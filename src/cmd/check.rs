//! `validators check`: run one validator over a list of values.

use anyhow::{Context, Result};
use serde::Serialize;
use std::collections::BTreeMap;
use std::io::{self, BufRead, Write};

use validators::config::OutputFormat;
use validators::{CheckOptions, Validated, ValidatorKind};

use crate::ui;

/// Longest value echoed back in text output.
const MAX_DISPLAY_CHARS: usize = 120;

/// Expand the command-line values, replacing `-` with the non-empty lines
/// read from `stdin`. Stdin is only read once.
pub fn collect_values(args: Vec<String>, stdin: impl BufRead) -> Result<Vec<String>> {
    let mut stdin = Some(stdin);
    let mut values = Vec::with_capacity(args.len());

    for arg in args {
        if arg != "-" {
            values.push(arg);
            continue;
        }
        let Some(reader) = stdin.take() else {
            tracing::warn!("stdin already read, ignoring repeated '-'");
            continue;
        };
        for line in reader.lines() {
            let line = line.context("Failed to read values from stdin")?;
            let line = line.trim_end_matches('\r');
            if !line.is_empty() {
                values.push(line.to_string());
            }
        }
    }

    Ok(values)
}

/// One line of `--format json` output.
#[derive(Debug, Serialize)]
struct CheckRecord<'a> {
    validator: &'a str,
    value: &'a str,
    valid: bool,
    #[serde(skip_serializing_if = "Option::is_none")]
    reason: Option<&'a str>,
    #[serde(skip_serializing_if = "BTreeMap::is_empty")]
    args: BTreeMap<&'a str, &'a str>,
}

/// Check every value and report to stdout. Returns whether all values passed.
pub fn cmd_check(
    kind: ValidatorKind,
    values: &[String],
    opts: &CheckOptions,
    format: OutputFormat,
    quiet: bool,
) -> Result<bool> {
    let stdout = io::stdout();
    let mut out = stdout.lock();
    let all_valid = write_report(&mut out, kind, values, opts, format, quiet)?;
    out.flush()?;
    Ok(all_valid)
}

/// Write one result per value. `quiet` drops passing values from text
/// output; JSON output always has one line per value.
pub fn write_report(
    out: &mut impl Write,
    kind: ValidatorKind,
    values: &[String],
    opts: &CheckOptions,
    format: OutputFormat,
    quiet: bool,
) -> Result<bool> {
    let mut failures = 0usize;

    for value in values {
        let result = kind.check(value, opts);
        if result.is_err() {
            failures += 1;
        }
        match format {
            OutputFormat::Text => write_text(out, value, &result, quiet)?,
            OutputFormat::Json => write_json(out, kind, value, &result)?,
        }
    }

    tracing::debug!(validator = %kind, total = values.len(), failures, "Check finished");
    Ok(failures == 0)
}

fn write_text(out: &mut impl Write, value: &str, result: &Validated, quiet: bool) -> Result<()> {
    let display = ui::format::truncate_value(value, MAX_DISPLAY_CHARS);
    match result {
        Ok(()) if quiet => {}
        Ok(()) => writeln!(out, "{} {}", ui::result_icon(true), display)?,
        Err(err) => match err.reason() {
            Some(reason) => writeln!(
                out,
                "{} {}: {}",
                ui::result_icon(false),
                display,
                ui::colors::error(reason)
            )?,
            None => writeln!(
                out,
                "{} {} {}",
                ui::result_icon(false),
                display,
                ui::colors::secondary(&format!("(not a valid {})", err.func()))
            )?,
        },
    }
    Ok(())
}

fn write_json(
    out: &mut impl Write,
    kind: ValidatorKind,
    value: &str,
    result: &Validated,
) -> Result<()> {
    let record = match result {
        Ok(()) => CheckRecord {
            validator: kind.name(),
            value,
            valid: true,
            reason: None,
            args: BTreeMap::new(),
        },
        Err(err) => CheckRecord {
            validator: kind.name(),
            value,
            valid: false,
            reason: err.reason(),
            args: err
                .args()
                .iter()
                .map(|(name, arg)| (*name, arg.as_str()))
                .collect(),
        },
    };

    serde_json::to_writer(&mut *out, &record).context("Failed to write JSON output")?;
    writeln!(out)?;
    Ok(())
}

#[cfg(test)]
mod tests {
    use super::*;
    use serde_json::Value;

    fn report(
        kind: ValidatorKind,
        values: &[&str],
        format: OutputFormat,
        quiet: bool,
    ) -> (bool, String) {
        let values: Vec<String> = values.iter().map(|v| v.to_string()).collect();
        let mut buf = Vec::new();
        let ok = write_report(
            &mut buf,
            kind,
            &values,
            &CheckOptions::default(),
            format,
            quiet,
        )
        .unwrap();
        (ok, String::from_utf8(buf).unwrap())
    }

    #[test]
    fn test_collect_values_without_stdin() {
        let values = collect_values(vec!["a".into(), "b".into()], io::empty()).unwrap();
        assert_eq!(values, vec!["a", "b"]);
    }

    #[test]
    fn test_collect_values_reads_stdin_in_place() {
        let stdin = io::Cursor::new("one\r\n\ntwo\n");
        let values =
            collect_values(vec!["first".into(), "-".into(), "last".into()], stdin).unwrap();
        assert_eq!(values, vec!["first", "one", "two", "last"]);
    }

    #[test]
    fn test_collect_values_stdin_read_once() {
        let stdin = io::Cursor::new("x\n");
        let values = collect_values(vec!["-".into(), "-".into()], stdin).unwrap();
        assert_eq!(values, vec!["x"]);
    }

    #[test]
    fn test_text_report_all_valid() {
        let (ok, output) = report(
            ValidatorKind::Email,
            &["someone@example.com", "a.b@example.org"],
            OutputFormat::Text,
            false,
        );
        assert!(ok);
        assert_eq!(output.lines().count(), 2);
        assert!(output.contains("someone@example.com"));
        assert!(output.contains('✓'));
    }

    #[test]
    fn test_text_report_failure_with_reason() {
        let (ok, output) = report(
            ValidatorKind::Between,
            &["12", "twelve"],
            OutputFormat::Text,
            false,
        );
        assert!(!ok);
        assert!(output.contains('✗'));
        assert!(output.contains("'twelve' is not a number"));
    }

    #[test]
    fn test_text_report_failure_without_reason() {
        let (ok, output) = report(
            ValidatorKind::Slug,
            &["Not A Slug"],
            OutputFormat::Text,
            false,
        );
        assert!(!ok);
        assert!(output.contains("not a valid slug"));
    }

    #[test]
    fn test_text_report_quiet_hides_passes() {
        let (ok, output) = report(
            ValidatorKind::Slug,
            &["my-slug", "bad slug"],
            OutputFormat::Text,
            true,
        );
        assert!(!ok);
        assert_eq!(output.lines().count(), 1);
        assert!(output.contains("bad slug"));
        assert!(!output.contains("my-slug"));
    }

    #[test]
    fn test_json_report() {
        let (ok, output) = report(
            ValidatorKind::Slug,
            &["my-slug", "bad slug"],
            OutputFormat::Json,
            true,
        );
        assert!(!ok);

        let lines: Vec<Value> = output
            .lines()
            .map(|line| serde_json::from_str(line).unwrap())
            .collect();
        assert_eq!(lines.len(), 2);

        assert_eq!(lines[0]["validator"], "slug");
        assert_eq!(lines[0]["valid"], true);
        assert!(lines[0].get("args").is_none());

        assert_eq!(lines[1]["value"], "bad slug");
        assert_eq!(lines[1]["valid"], false);
        assert_eq!(lines[1]["args"]["value"], "bad slug");
        assert!(lines[1].get("reason").is_none());
    }

    #[test]
    fn test_json_report_includes_reason() {
        let (_, output) = report(ValidatorKind::Cron, &["* * *"], OutputFormat::Json, false);
        let line: Value = serde_json::from_str(output.trim()).unwrap();
        assert_eq!(line["reason"], "Badly formatted cron string");
    }
}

Requirement> Check the listing for the word "impl". Show each line that has it.

Solution to the exercise>
pub fn collect_values(args: Vec<String>, stdin: impl BufRead) -> Result<Vec<String>> {
    out: &mut impl Write,
fn write_text(out: &mut impl Write, value: &str, result: &Validated, quiet: bool) -> Result<()> {
    out: &mut impl Write,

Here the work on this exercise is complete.